This announcement appears for information purposes only and does not constitute an invitation or offer to acquire, purchase or subscribe for any securities of the Company.

CMIC Ocean En-Tech Holding Co., Ltd.

華商國際海洋能源科技控股有限公司

(Incorporated in the Cayman Islands with limited liability)

(Stock Code: 206)

    1. PROPOSED SETTLEMENT OF CERTAIN CONTRACTS; AND
  1. PROPOSED ISSUE OF SETTLEMENT SHARES UNDER GENERAL MANDATE

On 31 August 2020, the Company, AOD, HPWS, Emer and ZZOE entered into the Global Settlement Deed whereby the Parties agreed to settle all rights and obligations under the Contracts and Ancillary Contracts. Pursuant to the Global Settlement Deed, approximately USD15.81 million of Proposed Settlement Sum is payable to HPWS, among which (a) approximately USD6.23 million shall be payable by cash; (b) approximately USD6.23 million shall be payable by allotment of the Settlement Shares; and (c) the remaining approximately USD3.35 million would only be payable if the commissioning of certain Equipment fails to be duly completed and approved by HPWS and the competent authorities without negative remarks and comments by the timeline as prescribed in the Global Settlement Deed.

In connection with the allotment of the Settlement Shares, on 31 August 2020, the Company also entered into the Subscription Agreement with HPWS, pursuant to which HPWS shall subscribe for (or nominate its subsidiary to subscribe for), and the Company shall allot and issue to HPWS (or its nominee), 174,394,797 Settlement Shares at the Issue Price of HKD0.2767 per Settlement Share subject to the fulfilment (or waiver) of the Conditions. The number of 174,394,797 Settlement Shares represents (i) approximately 5.68% of the issued share capital of the Company as at the date of this announcement; and (ii) approximately 5.38% of the issued share capital of the Company as enlarged by the allotment and issuance of the Settlement Shares (assuming there is no change in the issued share capital of the Company between the date of this announcement and the Completion Date save for the issuance of the Settlement Shares).

- 1 -

References are made to the announcements of the Company dated 7 May 2013, 23 August 2013, 10 September 2014, 27 August 2015 and 4 February 2016 in relation to, among others, two drilling rigs (the "Drilling Rigs") and related drilling rig equipment and services.

PROPOSED SETTLEMENT OF CERTAIN CONTRACTS

Background

From 2013 to 2019, the relevant member(s) of the Group (namely, AOD, AL, Emer and ZZOE) entered into 11 contracts ("Contracts") with HPWS, pursuant to which HPWS would construct the Drilling Rigs for AOD, and AL, Emer and ZZOE would, among other things, sell the drilling equipment packages, deck cranes, power control package, leg racks and/or leg chords (collectively, "Equipment") in relation to the Drilling Rigs.

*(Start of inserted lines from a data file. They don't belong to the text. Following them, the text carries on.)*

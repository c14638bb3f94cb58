use serde::{Deserialize, Serialize};

// Serialized form matches the layout the swap client reads back:
// camelCase fields, logo key dropped when the source has none.
#[derive(Debug, Clone, PartialEq, Serialize, Deserialize)]
#[serde(rename_all = "camelCase")]
pub struct Token {
    pub symbol: String,
    pub name: String,
    pub address: String,
    #[serde(skip_serializing_if = "Option::is_none")]
    pub logo: Option<String>,
    pub decimals: u8,
    pub price: f64,
    pub market_cap: f64,
    #[serde(rename = "volume24h")]
    pub volume_24h: f64,
}

impl Token {
    pub fn matches(&self, query: &str) -> bool {
        if query.is_empty() {
            return true;
        }
        let query = query.to_lowercase();
        self.symbol.to_lowercase().contains(&query)
            || self.name.to_lowercase().contains(&query)
            || self.address.to_lowercase().contains(&query)
    }
}

pub fn filter_tokens(tokens: &[Token], query: &str) -> Vec<Token> {
    tokens.iter().filter(|t| t.matches(query)).cloned().collect()
}
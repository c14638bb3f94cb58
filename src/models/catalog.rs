use std::sync::Arc;

use log::{error, info, warn};

use crate::components::alpha::fetch_alpha_tokens;
use crate::components::registry::fetch_registry_tokens;
use crate::config::alpha::{ALPHA_API_BASE, ALPHA_TIMESTAMP_KEY, ALPHA_TOKENS_KEY};
use crate::config::catalog::CATALOG_TTL_MS;
use crate::config::registry::{REGISTRY_API_BASE, REGISTRY_TIMESTAMP_KEY, REGISTRY_TOKENS_KEY};
use crate::db::store::KvStore;
use crate::models::token::Token;
use crate::utils::clock::{Clock, SystemClock};
use crate::utils::fetcher::Fetcher;

#[derive(Debug, Clone, Copy, PartialEq, Eq)]
pub enum CatalogKind {
    Alpha,
    Registry,
}

impl CatalogKind {
    pub fn tokens_key(&self) -> &'static str {
        match self {
            CatalogKind::Alpha => ALPHA_TOKENS_KEY,
            CatalogKind::Registry => REGISTRY_TOKENS_KEY,
        }
    }

    pub fn timestamp_key(&self) -> &'static str {
        match self {
            CatalogKind::Alpha => ALPHA_TIMESTAMP_KEY,
            CatalogKind::Registry => REGISTRY_TIMESTAMP_KEY,
        }
    }

    pub fn tag(&self) -> &'static str {
        match self {
            CatalogKind::Alpha => "ALPHA",
            CatalogKind::Registry => "REGISTRY",
        }
    }

    // An empty stored registry list usually means a refresh once wrote the
    // result of a total upstream failure, so it is treated as absent.
    fn refetch_on_empty(&self) -> bool {
        matches!(self, CatalogKind::Registry)
    }
}

pub struct TokenCatalog {
    kind: CatalogKind,
    store: Arc<dyn KvStore>,
    clock: Arc<dyn Clock>,
    fetcher: Fetcher,
    base_url: String,
}

impl TokenCatalog {
    pub fn alpha(store: Arc<dyn KvStore>) -> Self {
        TokenCatalog::with_parts(
            CatalogKind::Alpha,
            store,
            Arc::new(SystemClock),
            Fetcher::new(),
            ALPHA_API_BASE,
        )
    }

    pub fn registry(store: Arc<dyn KvStore>) -> Self {
        TokenCatalog::with_parts(
            CatalogKind::Registry,
            store,
            Arc::new(SystemClock),
            Fetcher::new(),
            REGISTRY_API_BASE,
        )
    }

    pub fn with_parts(
        kind: CatalogKind,
        store: Arc<dyn KvStore>,
        clock: Arc<dyn Clock>,
        fetcher: Fetcher,
        base_url: &str,
    ) -> Self {
        TokenCatalog {
            kind,
            store,
            clock,
            fetcher,
            base_url: base_url.to_string(),
        }
    }

    pub fn tag(&self) -> &'static str {
        self.kind.tag()
    }

    pub fn stored_timestamp_ms(&self) -> Option<u64> {
        self.store
            .get(self.kind.timestamp_key())
            .and_then(|raw| raw.trim().parse().ok())
    }

    // A missing or unreadable timestamp counts as never fetched.
    pub fn is_stale(&self) -> bool {
        match self.stored_timestamp_ms() {
            Some(ts) => self.clock.now_ms().saturating_sub(ts) >= CATALOG_TTL_MS,
            None => true,
        }
    }

    pub fn stored(&self) -> Vec<Token> {
        let raw = match self.store.get(self.kind.tokens_key()) {
            Some(raw) => raw,
            None => return Vec::new(),
        };

        match serde_json::from_str(&raw) {
            Ok(tokens) => tokens,
            Err(e) => {
                warn!("{}: stored catalog unreadable: {}", self.tag(), e);
                Vec::new()
            }
        }
    }

    // Refreshes over the network when forced, stale, or (registry only)
    // when the stored list is empty; otherwise answers from the store. A
    // refresh that yields nothing returns empty without touching the store,
    // so the next call still sees stale data and tries again.
    pub async fn update(&self, force: bool) -> Vec<Token> {
        let stored = self.stored();
        let needs_refresh = force
            || self.is_stale()
            || (self.kind.refetch_on_empty() && stored.is_empty());

        if !needs_refresh {
            return stored;
        }

        info!("{}: refreshing token catalog", self.tag());
        let fetched = match self.kind {
            CatalogKind::Alpha => fetch_alpha_tokens(&self.fetcher, &self.base_url).await,
            CatalogKind::Registry => fetch_registry_tokens(&self.fetcher, &self.base_url).await,
        };

        let tokens = match fetched {
            Ok(tokens) => tokens,
            Err(e) => {
                error!("{}: catalog refresh failed: {}", self.tag(), e);
                return Vec::new();
            }
        };

        if tokens.is_empty() {
            warn!("{}: upstream returned no tokens", self.tag());
            return tokens;
        }

        self.persist(&tokens);
        info!("{}: catalog updated, {} tokens", self.tag(), tokens.len());
        tokens
    }

    // Write failures are logged and swallowed, the fetched list still serves
    // the current session. The timestamp is only written after the tokens
    // land, a half-written pair would otherwise read as fresh-but-empty.
    fn persist(&self, tokens: &[Token]) {
        let serialized = match serde_json::to_string(tokens) {
            Ok(serialized) => serialized,
            Err(e) => {
                warn!("{}: catalog not serializable: {}", self.tag(), e);
                return;
            }
        };

        if let Err(e) = self.store.set(self.kind.tokens_key(), &serialized) {
            warn!("{}: failed to store catalog: {}", self.tag(), e);
            return;
        }

        let now = self.clock.now_ms().to_string();
        if let Err(e) = self.store.set(self.kind.timestamp_key(), &now) {
            warn!("{}: failed to store timestamp: {}", self.tag(), e);
        }
    }
}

In addition, in 2014, Emer also entered into two contracts ("Ancillary Contracts") with two suppliers for the supply of surface blowout preventer stacks and the helicopter refueling systems and related services and items in relation to one of the Drilling Rigs (collectively, "H6001 OFE").

As at the date of this announcement:

  1. one of the Drilling Rigs has been completed, but neither of the Drilling Rigs have been delivered and a total amount of USD304.2 million is outstanding on the part of the Group under the relevant Contracts;
  2. some of the Equipment have been completed and delivered while some have not, but approximately USD15.13 million is outstanding on the part of HPWS under the relevant Contracts; and
  3. in respect of H6001 OFE, the Company, AOD and Emer covenant and confirm that, among other things, Hydril and Wilmax agree to undertake and perform works required by HPWS and AOD and Emer irrevocably agree to transfer to HPWS the full and clean title of H6001 OFE in consideration of approximately USD2.322 million.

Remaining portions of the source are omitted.